Great Slaty Woodpecker (Mulleripicus pulverulentus)

While the Pileated Woodpecker described above is big, it is not the biggest of the family – that is the Great Slaty Woodpecker, given that I share Peter’s cynicism about the Ivory-billed Woodpecker.

Even the typically subdued HBW seems to think that this woodpecker is something special: “Few birds are unmistakeable, but Great Slaty Woodpecker is close”.

Woodpeckers as a family are moderately endangered – more endangered than generalists, as many of them need older forests to survive, but less endangered than extreme specialists such as hornbills. The Great Slaty Woodpecker, however, is among the most endangered woodpeckers – it is listed as Vulnerable. Sadly, over the past century, at least 90% of the global population of the Great Slaty Woodpecker has been lost (source). See it before the Pileated Woodpecker becomes the largest woodpecker species alive (Kai Pflug).

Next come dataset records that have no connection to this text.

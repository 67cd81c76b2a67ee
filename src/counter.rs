//! Pre-pass that sizes the progress display.

use std::collections::HashSet;

use tracing::{error, warn};

use crate::remote::RemoteLister;

/// Count the files below `root_id` at any depth.
///
/// Best effort: a folder whose listing fails contributes 0, as does anything
/// beyond `max_depth` or a folder seen twice in the same tree.
pub async fn count_files<L>(lister: &L, root_id: &str, max_depth: usize) -> u64
where
    L: RemoteLister + ?Sized,
{
    let mut visited = HashSet::new();
    let mut pending = vec![(root_id.to_string(), 0usize)];
    let mut count = 0;

    while let Some((folder_id, depth)) = pending.pop() {
        if depth > max_depth {
            warn!(
                "Not counting folder {}: deeper than {} levels",
                folder_id, max_depth
            );
            continue;
        }
        if !visited.insert(folder_id.clone()) {
            warn!("Folder {} appears twice in one tree; counted once", folder_id);
            continue;
        }

        let children = match lister.list_children(&folder_id).await {
            Ok(children) => children,
            Err(e) => {
                error!("Failed to fetch file list for folder ID {}: {}", folder_id, e);
                continue;
            }
        };

        for child in children {
            if child.is_folder() {
                pending.push((child.id, depth + 1));
            } else {
                count += 1;
            }
        }
    }

    count
}

/// Sum of [`count_files`] over every root, one root after another.
pub async fn count_all<L>(lister: &L, root_ids: &[String], max_depth: usize) -> u64
where
    L: RemoteLister + ?Sized,
{
    let mut total = 0;
    for root_id in root_ids {
        total += count_files(lister, root_id, max_depth).await;
    }
    total
}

Black-rumped Flameback (Dinopium benghalense)

In the hit list of woodpeckers by continent, South America takes the lead with about 90 species, followed by Asia (more than 70), Africa (about 35), North America (22), and Europe (11), while Australia and (unsurprisingly) Antarctica do not have any. Unfortunately, none of our writers volunteered a South American entry, but at least the Black-rumped Flameback looks like a fairly typical Asian woodpecker species to me. Plus, I really like this photo. Somehow, it calls for some semi-funny subtitle along the lines of the female with its head inside the hole saying something critical to her spouse. If you can think of something, please put it in the comments (Kai Pflug).